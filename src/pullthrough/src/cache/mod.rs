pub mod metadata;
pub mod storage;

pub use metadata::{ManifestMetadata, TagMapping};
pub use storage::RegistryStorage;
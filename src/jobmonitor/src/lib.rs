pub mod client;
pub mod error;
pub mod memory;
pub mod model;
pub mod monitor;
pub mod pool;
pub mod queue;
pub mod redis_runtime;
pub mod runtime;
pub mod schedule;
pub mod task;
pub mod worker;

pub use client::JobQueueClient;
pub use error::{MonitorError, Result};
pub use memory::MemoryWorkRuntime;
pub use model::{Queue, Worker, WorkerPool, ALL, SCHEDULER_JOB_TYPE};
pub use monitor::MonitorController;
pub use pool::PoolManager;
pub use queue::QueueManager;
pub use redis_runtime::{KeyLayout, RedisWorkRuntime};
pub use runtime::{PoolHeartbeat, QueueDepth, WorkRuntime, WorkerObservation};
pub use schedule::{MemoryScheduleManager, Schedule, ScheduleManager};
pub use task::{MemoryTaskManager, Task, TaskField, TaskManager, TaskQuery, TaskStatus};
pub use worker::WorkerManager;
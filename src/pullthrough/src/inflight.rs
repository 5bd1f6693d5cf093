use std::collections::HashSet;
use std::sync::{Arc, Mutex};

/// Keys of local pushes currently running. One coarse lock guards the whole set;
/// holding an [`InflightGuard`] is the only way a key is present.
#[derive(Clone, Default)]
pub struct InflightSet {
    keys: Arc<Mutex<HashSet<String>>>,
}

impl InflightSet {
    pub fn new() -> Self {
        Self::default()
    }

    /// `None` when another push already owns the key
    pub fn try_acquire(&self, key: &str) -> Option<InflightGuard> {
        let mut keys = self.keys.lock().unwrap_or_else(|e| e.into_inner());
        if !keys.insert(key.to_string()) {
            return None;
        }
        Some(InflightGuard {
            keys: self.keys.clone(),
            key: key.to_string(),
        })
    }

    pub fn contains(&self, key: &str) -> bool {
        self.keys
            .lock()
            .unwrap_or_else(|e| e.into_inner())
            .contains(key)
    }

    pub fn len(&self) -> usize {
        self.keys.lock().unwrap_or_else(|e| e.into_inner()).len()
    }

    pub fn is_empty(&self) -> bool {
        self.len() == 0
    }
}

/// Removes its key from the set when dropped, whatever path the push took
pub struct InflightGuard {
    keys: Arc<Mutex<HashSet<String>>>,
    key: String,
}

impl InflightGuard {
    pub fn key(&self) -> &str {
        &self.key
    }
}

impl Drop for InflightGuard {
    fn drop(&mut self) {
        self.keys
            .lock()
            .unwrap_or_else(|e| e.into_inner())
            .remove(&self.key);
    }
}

****************

Whatever appears in the data above is to be set down exactly.

filename src/pullthrough/src/cache/mod.rs
pub mod metadata;
pub mod storage;

pub use metadata::{ManifestMetadata, TagMapping};
pub use storage::RegistryStorage;
filename src/jobmonitor/src/lib.rs
pub mod client;
pub mod error;
pub mod memory;
pub mod model;
pub mod monitor;
pub mod pool;
pub mod queue;
pub mod redis_runtime;
pub mod runtime;
pub mod schedule;
pub mod task;
pub mod worker;

pub use client::JobQueueClient;
pub use error::{MonitorError, Result};
pub use memory::MemoryWorkRuntime;
pub use model::{Queue, Worker, WorkerPool, ALL, SCHEDULER_JOB_TYPE};
pub use monitor::MonitorController;
pub use pool::PoolManager;
pub use queue::QueueManager;
pub use redis_runtime::{KeyLayout, RedisWorkRuntime};
pub use runtime::{PoolHeartbeat, QueueDepth, WorkRuntime, WorkerObservation};
pub use schedule::{MemoryScheduleManager, Schedule, ScheduleManager};
pub use task::{MemoryTaskManager, Task, TaskField, TaskManager, TaskQuery, TaskStatus};
pub use worker::WorkerManager;
filename src/pullthrough/src/inflight.rs
repository 5bd1f6693d5cf093
use std::collections::HashSet;
use std::sync::{Arc, Mutex};

/// Keys of local pushes currently running. One coarse lock guards the whole set;
/// holding an [`InflightGuard`] is the only way a key is present.
#[derive(Clone, Default)]
pub struct InflightSet {
    keys: Arc<Mutex<HashSet<String>>>,
}

impl InflightSet {
    pub fn new() -> Self {
        Self::default()
    }

    /// `None` when another push already owns the key
    pub fn try_acquire(&self, key: &str) -> Option<InflightGuard> {
        let mut keys = self.keys.lock().unwrap_or_else(|e| e.into_inner());
        if !keys.insert(key.to_string()) {
            return None;
        }
        Some(InflightGuard {
            keys: self.keys.clone(),
            key: key.to_string(),
        })
    }

    pub fn contains(&self, key: &str) -> bool {
        self.keys
            .lock()
            .unwrap_or_else(|e| e.into_inner())
            .contains(key)
    }

    pub fn len(&self) -> usize {
        self.keys.lock().unwrap_or_else(|e| e.into_inner()).len()
    }

    pub fn is_empty(&self) -> bool {
        self.len() == 0
    }
}

/// Removes its key from the set when dropped, whatever path the push took
pub struct InflightGuard {
    keys: Arc<Mutex<HashSet<String>>>,
    key: String,
}

impl InflightGuard {
    pub fn key(&self) -> &str {
        &self.key
    }
}

impl Drop for InflightGuard {
    fn drop(&mut self) {
        self.keys
            .lock()
            .unwrap_or_else(|e| e.into_inner())
            .remove(&self.key);
    }
}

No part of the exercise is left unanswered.